Imaging of Bioprosthetic Valve Dysfunction after Transcatheter Aortic Valve Implantation

Affiliations
Review

Imaging of Bioprosthetic Valve Dysfunction after Transcatheter Aortic Valve Implantation

Louhai Alwan et al. Diagnostics (Basel). .

Abstract

Transcatheter aortic valve implantation (TAVI) has become the standard of care in elderly high-risk patients with symptomatic severe aortic stenosis. Recently, TAVI has been increasingly performed in younger-, intermediate- and lower-risk populations, which underlines the need to investigate the long-term durability of bioprosthetic aortic valves.

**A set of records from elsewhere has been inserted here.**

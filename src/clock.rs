//! Wall-clock abstraction
//!
//! Registry leases and payload timestamps read time through `Clock` so tests
//! can drive expiry deterministically with `ManualClock`.

use std::sync::atomic::{AtomicU64, Ordering};
use std::time::Duration;

/// Source of Unix-millisecond timestamps
pub trait Clock: Send + Sync {
    /// Current time in Unix milliseconds
    fn now_millis(&self) -> u64;
}

/// Clock backed by `SystemTime`
#[derive(Debug, Default, Clone, Copy)]
pub struct SystemClock;

impl Clock for SystemClock {
    fn now_millis(&self) -> u64 {
        now_millis()
    }
}

/// Manually advanced clock for tests
#[derive(Debug, Default)]
pub struct ManualClock {
    now: AtomicU64,
}

impl ManualClock {
    /// Create a clock frozen at the given Unix millisecond timestamp
    pub fn new(start_millis: u64) -> Self {
        Self {
            now: AtomicU64::new(start_millis),
        }
    }

    /// Move the clock forward
    pub fn advance(&self, by: Duration) {
        self.now.fetch_add(by.as_millis() as u64, Ordering::SeqCst);
    }

    /// Jump to an absolute timestamp
    pub fn set(&self, millis: u64) {
        self.now.store(millis, Ordering::SeqCst);
    }
}

impl Clock for ManualClock {
    fn now_millis(&self) -> u64 {
        self.now.load(Ordering::SeqCst)
    }
}

pub(crate) fn now_millis() -> u64 {
    std::time::SystemTime::now()
        .duration_since(std::time::UNIX_EPOCH)
        .unwrap_or_default()
        .as_millis() as u64
}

However, diagnosing bioprosthetic valve dysfunction after TAVI is challenging and only limited evidence-based criteria exist to guide therapy. Bioprosthetic valve dysfunction encompasses structural valve deterioration (SVD) resulting from degenerative changes in the valve structure and function, non-SVD resulting from intrinsic paravalvular regurgitation or patient-prosthesis mismatch, valve thrombosis, and infective endocarditis. Overlapping phenotypes, confluent pathologies, and their shared end-stage bioprosthetic valve failure complicate the differentiation of these entities. In this review, we focus on the contemporary and future roles, advantages, and limitations of imaging modalities such as echocardiography, cardiac computed tomography angiography, cardiac magnetic resonance imaging, and positron emission tomography to monitor the integrity of transcatheter heart valves.

Keywords: TAVI; bioprosthetic valve dysfunction; bioprosthetic valve failure; multimodality imaging; structural valve deterioration.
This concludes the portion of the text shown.